◆ Task directions ◆
Say how many lines in the entries hold the word "MouseButtons", and reply with that number only.

Dataset entries:
* * *
//! In-process engine adapter.
//!
//! [`HeadlessEngine`] keeps the same per-window bookkeeping a native engine binding does (window
//! table, window ids, per-window touch gestures) and turns host input into engine-side input
//! records instead of feeding a real engine. Desktop runs and tests use it in place of a device
//! binding.

use crate::errors::HostError;
use crate::input::{MouseAction, MouseButtons, MouseEvent, TouchAction, TouchEvent, TouchPoint};
use crate::native::{InitParams, NativeEngine};
use crate::registry::DEFAULT_WINDOW;
use crate::surface::{SurfaceHandle, SurfaceSize};
use std::collections::{BTreeMap, HashMap};
use std::sync::Mutex;

/// Id of a window that has not been bound to an engine window yet.
pub const UNBOUND_WINDOW_ID: i32 = -1;

/// Engine-side view of a window.
#[derive(Debug, Clone, Copy, PartialEq, Eq)]
pub struct NativeWindow {
    pub surface: SurfaceHandle,
    pub size: SurfaceSize,
    pub id: i32,
}

/// Input as delivered to the engine, addressed by engine window id.
#[derive(Debug, Clone, PartialEq)]
pub enum EngineInput {
    ScreenTouch {
        window_id: i32,
        index: i32,
        pressed: bool,
        canceled: bool,
        x: f32,
        y: f32,
        double_tap: bool,
    },
    ScreenDrag {
        window_id: i32,
        index: i32,
        x: f32,
        y: f32,
        relative_x: f32,
        relative_y: f32,
        pressure: f32,
        tilt_x: f32,
        tilt_y: f32,
    },
    Mouse {
        window_id: i32,
        action: MouseAction,
        buttons: MouseButtons,
        x: f32,
        y: f32,
    },
}

/// A call received through [`NativeEngine`], in arrival order.
#[derive(Debug, Clone, PartialEq)]
pub enum EngineCall {
    Initialize { size: SurfaceSize },
    Shutdown,
    UpdateSurface { window: String, surface: SurfaceHandle, size: SurfaceSize },
    RemoveSurface { window: String },
    Touch { window: String, action: TouchAction },
    Mouse { window: String, action: MouseAction },
    PointerCapture { window: String, captured: bool },
    Pause,
    Resume,
    FocusIn,
    FocusOut,
}

#[derive(Default)]
struct State {
    started: bool,
    fail_initialize: Option<String>,
    windows: BTreeMap<String, NativeWindow>,
    next_window_id: i32,
    /// Active pointers per engine window id
    touches: HashMap<i32, Vec<TouchPoint>>,
    input: Vec<EngineInput>,
    calls: Vec<EngineCall>,
}

#[derive(Default)]
pub struct HeadlessEngine {
    state: Mutex<State>,
}

impl HeadlessEngine {
    pub fn new() -> Self {
        Self::default()
    }

    /// Makes the next [`NativeEngine::initialize`] fail with `reason`.
    pub fn fail_initialize(&self, reason: &str) {
        if let Ok(mut s) = self.state.lock() {
            s.fail_initialize = Some(reason.to_string());
        }
    }

    pub fn is_started(&self) -> bool {
        self.state.lock().map(|s| s.started).unwrap_or(false)
    }

    pub fn window(&self, name: &str) -> Option<NativeWindow> {
        self.state.lock().ok()?.windows.get(name).copied()
    }

    pub fn window_names(&self) -> Vec<String> {
        self.state.lock().map(|s| s.windows.keys().cloned().collect()).unwrap_or_default()
    }

    pub fn calls(&self) -> Vec<EngineCall> {
        self.state.lock().map(|s| s.calls.clone()).unwrap_or_default()
    }

    pub fn clear_calls(&self) {
        if let Ok(mut s) = self.state.lock() {
            s.calls.clear();
        }
    }

    /// Takes all engine input produced since the last call.
    pub fn drain_input(&self) -> Vec<EngineInput> {
        self.state.lock().map(|mut s| std::mem::take(&mut s.input)).unwrap_or_default()
    }

    fn record(&self, call: EngineCall) {
        if let Ok(mut s) = self.state.lock() {
            s.calls.push(call);
        }
    }
}

impl State {
    /// Binds a window to an engine window id once the engine runs. The default window is always 0.
    fn bind_window_id(&mut self, name: &str) {
        if !self.started {
            return;
        }
        let next = self.next_window_id;
        let Some(window) = self.windows.get_mut(name) else {
            return;
        };
        if name == DEFAULT_WINDOW {
            window.id = 0;
        } else if window.id == UNBOUND_WINDOW_ID {
            window.id = next;
            self.next_window_id += 1;
            log::info!("Bound window '{}' to engine window {}", name, window.id);
        }
    }

    fn window_id(&self, name: &str) -> i32 {
        self.windows.get(name).map(|w| w.id).unwrap_or(UNBOUND_WINDOW_ID)
    }

    fn handle_touch(&mut self, window_id: i32, event: &TouchEvent) {
        let points = &event.points;
        match event.action {
            TouchAction::Down => {
                self.touches.insert(window_id, points.clone());
                for p in points {
                    self.input.push(touch(window_id, p, true, false, event.double_tap));
                }
            }
            TouchAction::Move => {
                let Some(active) = self.touches.get_mut(&window_id) else {
                    return;
                };
                if active.len() != points.len() {
                    return;
                }
                for current in active.iter_mut() {
                    let Some(next) = points.iter().find(|p| p.id == current.id) else {
                        continue;
                    };
                    if current.x == next.x && current.y == next.y {
                        continue;
                    }
                    self.input.push(EngineInput::ScreenDrag {
                        window_id,
                        index: current.id,
                        x: next.x,
                        y: next.y,
                        relative_x: next.x - current.x,
                        relative_y: next.y - current.y,
                        pressure: next.pressure,
                        tilt_x: next.tilt_x,
                        tilt_y: next.tilt_y,
                    });
                    current.x = next.x;
                    current.y = next.y;
                }
            }
            TouchAction::Cancel | TouchAction::Up => {
                let canceled = event.action == TouchAction::Cancel;
                let active = self.touches.remove(&window_id).unwrap_or_default();
                for p in &active {
                    self.input.push(touch(window_id, p, false, canceled, event.double_tap));
                }
            }
            TouchAction::PointerDown => {
                if let Some(p) = points.iter().find(|p| p.id == event.pointer_id) {
                    self.touches.entry(window_id).or_default().push(*p);
                    self.input.push(touch(window_id, p, true, false, false));
                }
            }
            TouchAction::PointerUp => {
                let Some(active) = self.touches.get_mut(&window_id) else {
                    return;
                };
                if let Some(idx) = active.iter().position(|p| p.id == event.pointer_id) {
                    let p = active.remove(idx);
                    self.input.push(touch(window_id, &p, false, false, false));
                }
            }
            TouchAction::Other(code) => {
                log::debug!("Ignoring touch action {} for engine window {}", code, window_id);
            }
        }
    }
}

fn touch(window_id: i32, p: &TouchPoint, pressed: bool, canceled: bool, double_tap: bool) -> EngineInput {
    EngineInput::ScreenTouch {
        window_id,
        index: p.id,
        pressed,
        canceled,
        x: p.x,
        y: p.y,
        double_tap,
    }
}

impl NativeEngine for HeadlessEngine {
    fn name(&self) -> &str {
        "HeadlessEngine"
    }

    fn initialize(&self, params: InitParams) -> Result<(), HostError> {
        self.record(EngineCall::Initialize { size: params.size });

        let mut s = self.state.lock().map_err(|_| HostError::Poisoned)?;
        if let Some(reason) = s.fail_initialize.take() {
            return Err(HostError::EngineInit(reason));
        }

        s.windows.insert(
            DEFAULT_WINDOW.to_string(),
            NativeWindow { surface: params.main_surface, size: params.size, id: 0 },
        );
        s.next_window_id = 1;
        s.started = true;

        // Windows that were announced before the engine ran get their ids now
        let names: Vec<String> = s.windows.keys().cloned().collect();
        for name in names {
            s.bind_window_id(&name);
        }

        log::info!("Headless engine started ({}, {} args)", params.size, params.args.len());
        Ok(())
    }

    fn shutdown(&self) {
        self.record(EngineCall::Shutdown);
        if let Ok(mut s) = self.state.lock() {
            s.started = false;
            s.windows.clear();
            s.touches.clear();
        }
    }

    fn update_surface(&self, window: &str, surface: &SurfaceHandle, size: SurfaceSize) {
        self.record(EngineCall::UpdateSurface { window: window.to_string(), surface: *surface, size });

        let Ok(mut s) = self.state.lock() else {
            return;
        };

        let mut changed = false;
        let entry = s.windows.entry(window.to_string()).or_insert_with(|| {
            changed = true;
            NativeWindow { surface: *surface, size, id: UNBOUND_WINDOW_ID }
        });
        if entry.surface != *surface {
            changed = true;
            entry.surface = *surface;
        }
        entry.size = size;

        if window == DEFAULT_WINDOW && changed {
            log::warn!("Default window surface should never change");
        }

        s.bind_window_id(window);
    }

    fn remove_surface(&self, window: &str) {
        self.record(EngineCall::RemoveSurface { window: window.to_string() });

        // The default window lives as long as the engine
        if window == DEFAULT_WINDOW {
            return;
        }

        let Ok(mut s) = self.state.lock() else {
            return;
        };
        if let Some(removed) = s.windows.remove(window) {
            s.touches.remove(&removed.id);
        }
    }

    fn dispatch_touch(&self, window: &str, event: &TouchEvent) {
        self.record(EngineCall::Touch { window: window.to_string(), action: event.action });

        let Ok(mut s) = self.state.lock() else {
            return;
        };
        if !s.started {
            return;
        }

        let window_id = s.window_id(window);
        if window_id < 0 {
            log::error!("Could not find window for name: '{}'", window);
            return;
        }
        s.handle_touch(window_id, event);
    }

    fn dispatch_mouse(&self, window: &str, event: &MouseEvent) {
        self.record(EngineCall::Mouse { window: window.to_string(), action: event.action });

        let Ok(mut s) = self.state.lock() else {
            return;
        };
        if !s.started {
            return;
        }

        let window_id = s.window_id(window);
        if window_id < 0 {
            log::error!("Could not find window for name: '{}'", window);
            return;
        }
        s.input.push(EngineInput::Mouse {
            window_id,
            action: event.action,
            buttons: event.buttons,
            x: event.x,
            y: event.y,
        });
    }

    fn pointer_capture_changed(&self, window: &str, captured: bool) {
        self.record(EngineCall::PointerCapture { window: window.to_string(), captured });
    }

    fn pause(&self) {
        self.record(EngineCall::Pause);
    }

    fn resume(&self) {
        self.record(EngineCall::Resume);
    }

    fn focus_in(&self) {
        self.record(EngineCall::FocusIn);
    }

    fn focus_out(&self) {
        self.record(EngineCall::FocusOut);
    }
}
* * *
◆ Result of the task ◆
2